_DATA UNDER STUDY_:
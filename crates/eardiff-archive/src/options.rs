//! Scan configuration
//!
//! [`ScanOptions`] is passed explicitly through every flatten call; nothing
//! about a scan lives in process-wide state.

use std::fmt;
use std::path::PathBuf;
use std::str::FromStr;

use serde::{Deserialize, Serialize};

use crate::zip::ZipEntry;

/// Extensions treated as nested archives unless overridden
pub const DEFAULT_NESTED_EXTENSIONS: &[&str] = &["jar", "war", "ear"];

/// How a nested archive's bytes are materialized before descending into it
#[derive(Debug, Clone, Copy, Default, PartialEq, Eq, Serialize, Deserialize)]
#[serde(rename_all = "lowercase")]
pub enum ExtractionStrategy {
    /// Buffer in memory up to the memory limit, spill to a temp file above it
    #[default]
    Auto,
    /// Always decompress into memory
    Memory,
    /// Always stream into a scoped temporary file
    Disk,
}

impl fmt::Display for ExtractionStrategy {
    fn fmt(&self, f: &mut fmt::Formatter<'_>) -> fmt::Result {
        let name = match self {
            ExtractionStrategy::Auto => "auto",
            ExtractionStrategy::Memory => "memory",
            ExtractionStrategy::Disk => "disk",
        };
        f.write_str(name)
    }
}

impl FromStr for ExtractionStrategy {
    type Err = String;

    fn from_str(s: &str) -> Result<Self, Self::Err> {
        match s.to_lowercase().as_str() {
            "auto" => Ok(ExtractionStrategy::Auto),
            "memory" => Ok(ExtractionStrategy::Memory),
            "disk" => Ok(ExtractionStrategy::Disk),
            _ => Err(format!("Unknown extraction strategy: {}", s)),
        }
    }
}

/// Configuration options for flattening archives
#[derive(Debug, Clone, Serialize, Deserialize)]
pub struct ScanOptions {
    /// Lowercase extensions (without dot) that mark nested archives
    pub nested_extensions: Vec<String>,
    /// Maximum nesting depth below the top-level archive
    pub max_nesting_depth: u32,
    /// Where nested archive bytes go while they are scanned
    pub extraction: ExtractionStrategy,
    /// Largest uncompressed nested archive held in memory (in bytes)
    pub memory_limit: u64,
    /// Directory for temporary extraction files, system default if unset
    pub temp_dir: Option<PathBuf>,
    /// Whether to use memory mapping for large top-level archives
    pub use_memory_mapping: bool,
    /// Minimum file size to enable memory mapping
    pub memory_mapping_threshold: u64,
}

impl Default for ScanOptions {
    fn default() -> Self {
        Self {
            nested_extensions: DEFAULT_NESTED_EXTENSIONS.iter().map(|e| e.to_string()).collect(),
            max_nesting_depth: 32,
            extraction: ExtractionStrategy::Auto,
            memory_limit: 256 * 1024 * 1024, // 256 MB
            temp_dir: None,
            use_memory_mapping: true,
            memory_mapping_threshold: 10 * 1024 * 1024, // 10 MB
        }
    }
}

impl ScanOptions {
    /// Replace the nested archive extensions, normalizing case and dots
    pub fn with_nested_extensions<I, S>(mut self, extensions: I) -> Self
    where
        I: IntoIterator<Item = S>,
        S: AsRef<str>,
    {
        self.nested_extensions = extensions
            .into_iter()
            .map(|e| e.as_ref().trim().trim_start_matches('.').to_lowercase())
            .filter(|e| !e.is_empty())
            .collect();
        self
    }

    /// Whether the flattener should descend into `entry`
    pub fn is_nested_archive(&self, entry: &ZipEntry) -> bool {
        !entry.is_directory
            && self
                .nested_extensions
                .iter()
                .any(|ext| entry.has_extension(ext))
    }

    /// Resolve `Auto` into a concrete strategy for one entry
    pub fn strategy_for(&self, entry: &ZipEntry) -> ExtractionStrategy {
        match self.extraction {
            ExtractionStrategy::Auto if entry.uncompressed_size > self.memory_limit => {
                ExtractionStrategy::Disk
            }
            ExtractionStrategy::Auto => ExtractionStrategy::Memory,
            concrete => concrete,
        }
    }
}

#[cfg(test)]
mod tests {
    use super::*;
    use crate::zip::CompressionMethod;

    fn entry(name: &str, size: u64) -> ZipEntry {
        ZipEntry {
            name: name.to_string(),
            compression: CompressionMethod::Deflate,
            crc32: 0,
            compressed_size: size,
            uncompressed_size: size,
            local_header_offset: 0,
            flags: 0,
            is_directory: name.ends_with('/'),
        }
    }

    #[test]
    fn test_default_nested_extensions() {
        let options = ScanOptions::default();
        assert!(options.is_nested_archive(&entry("WEB-INF/lib/util.jar", 10)));
        assert!(options.is_nested_archive(&entry("web.WAR", 10)));
        assert!(!options.is_nested_archive(&entry("docs/readme.txt", 10)));
        assert!(!options.is_nested_archive(&entry("lib.jar/", 0)));
    }

    #[test]
    fn test_custom_extensions_are_normalized() {
        let options = ScanOptions::default().with_nested_extensions([".ZIP", " sar ", ""]);
        assert_eq!(options.nested_extensions, ["zip", "sar"]);
        assert!(options.is_nested_archive(&entry("bundle.zip", 1)));
        assert!(!options.is_nested_archive(&entry("lib/util.jar", 1)));
    }

    #[test]
    fn test_auto_strategy_spills_large_entries() {
        let options = ScanOptions {
            memory_limit: 1024,
            ..ScanOptions::default()
        };
        assert_eq!(options.strategy_for(&entry("small.jar", 1024)), ExtractionStrategy::Memory);
        assert_eq!(options.strategy_for(&entry("large.jar", 1025)), ExtractionStrategy::Disk);

        let forced = ScanOptions {
            extraction: ExtractionStrategy::Disk,
            ..options
        };
        assert_eq!(forced.strategy_for(&entry("small.jar", 1)), ExtractionStrategy::Disk);
    }

    #[test]
    fn test_strategy_from_str() {
        assert_eq!("auto".parse(), Ok(ExtractionStrategy::Auto));
        assert_eq!("Memory".parse(), Ok(ExtractionStrategy::Memory));
        assert_eq!("disk".parse(), Ok(ExtractionStrategy::Disk));
        assert!("tape".parse::<ExtractionStrategy>().is_err());
    }

    #[test]
    fn test_options_serialize() {
        let json = serde_json::to_value(ScanOptions::default()).unwrap();
        assert_eq!(json["extraction"], "auto");
        assert_eq!(json["max_nesting_depth"], 32);
    }
}
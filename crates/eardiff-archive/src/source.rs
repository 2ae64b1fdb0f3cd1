//! Opening top-level archives from disk

use std::fs::File;
use std::io::{self, BufReader, Cursor, Read, Seek, SeekFrom};
use std::path::Path;

use memmap2::Mmap;

use eardiff_core::{Error, Result};

use crate::options::ScanOptions;

/// Readable handle on a top-level archive file
pub enum FileSource {
    /// Read-only memory map, used for large archives
    Mapped(Cursor<Mmap>),
    /// Buffered file reader
    Buffered(BufReader<File>),
}

impl FileSource {
    /// Open `path`, memory mapping it when the options allow and it is large enough
    pub fn open(path: &Path, options: &ScanOptions) -> Result<Self> {
        let file = File::open(path).map_err(|e| match e.kind() {
            io::ErrorKind::NotFound => Error::FileNotFound(path.to_path_buf()),
            _ => Error::Io(e),
        })?;

        let metadata = file.metadata()?;
        if metadata.is_dir() {
            return Err(Error::unreadable(format!("{} is a directory", path.display())));
        }

        if options.use_memory_mapping && metadata.len() >= options.memory_mapping_threshold {
            // SAFETY: the map is read-only and lives only for this scan; archives
            // being rewritten mid-comparison are outside what the tool supports.
            let map = unsafe { Mmap::map(&file)? };
            tracing::debug!(archive = %path.display(), bytes = metadata.len(), "Memory mapped archive");
            return Ok(FileSource::Mapped(Cursor::new(map)));
        }

        Ok(FileSource::Buffered(BufReader::new(file)))
    }

    pub fn is_mapped(&self) -> bool {
        matches!(self, FileSource::Mapped(_))
    }
}

impl Read for FileSource {
    fn read(&mut self, buf: &mut [u8]) -> io::Result<usize> {
        match self {
            FileSource::Mapped(cursor) => cursor.read(buf),
            FileSource::Buffered(reader) => reader.read(buf),
        }
    }
}

impl Seek for FileSource {
    fn seek(&mut self, pos: SeekFrom) -> io::Result<u64> {
        match self {
            FileSource::Mapped(cursor) => cursor.seek(pos),
            FileSource::Buffered(reader) => reader.seek(pos),
        }
    }
}

#[cfg(test)]
mod tests {
    use super::*;
    use crate::fixture::ZipBuilder;
    use crate::zip::ZipArchive;

    #[test]
    fn test_missing_file() {
        let err = FileSource::open(Path::new("/definitely/not/here.ear"), &ScanOptions::default())
            .err()
            .unwrap();
        assert!(matches!(err, Error::FileNotFound(_)));
    }

    #[test]
    fn test_mapped_and_buffered_read_the_same() {
        let dir = tempfile::tempdir().unwrap();
        let path = dir.path().join("app.ear");
        std::fs::write(&path, ZipBuilder::new().stored("a.txt", b"abc").build()).unwrap();

        let mapped_options = ScanOptions {
            memory_mapping_threshold: 0,
            ..ScanOptions::default()
        };
        let buffered_options = ScanOptions {
            use_memory_mapping: false,
            ..ScanOptions::default()
        };

        let mapped = FileSource::open(&path, &mapped_options).unwrap();
        let buffered = FileSource::open(&path, &buffered_options).unwrap();
        assert!(mapped.is_mapped());
        assert!(!buffered.is_mapped());

        let a = ZipArchive::open(mapped).unwrap();
        let b = ZipArchive::open(buffered).unwrap();
        assert_eq!(a.entries()[0].crc32, b.entries()[0].crc32);
    }

    #[test]
    fn test_directory_is_unreadable() {
        let dir = tempfile::tempdir().unwrap();
        let err = FileSource::open(dir.path(), &ScanOptions::default()).err().unwrap();
        assert_eq!(err.kind(), eardiff_core::ErrorKind::ArchiveUnreadable);
    }
}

_PROBLEM_: Only lines holding the word "bytes" are wanted here; copy each from the listing.

_RESPONSE TO THIS TASK_:
/// How a nested archive's bytes are materialized before descending into it
    /// Where nested archive bytes go while they are scanned
    /// Largest uncompressed nested archive held in memory (in bytes)
            tracing::debug!(archive = %path.display(), bytes = metadata.len(), "Memory mapped archive");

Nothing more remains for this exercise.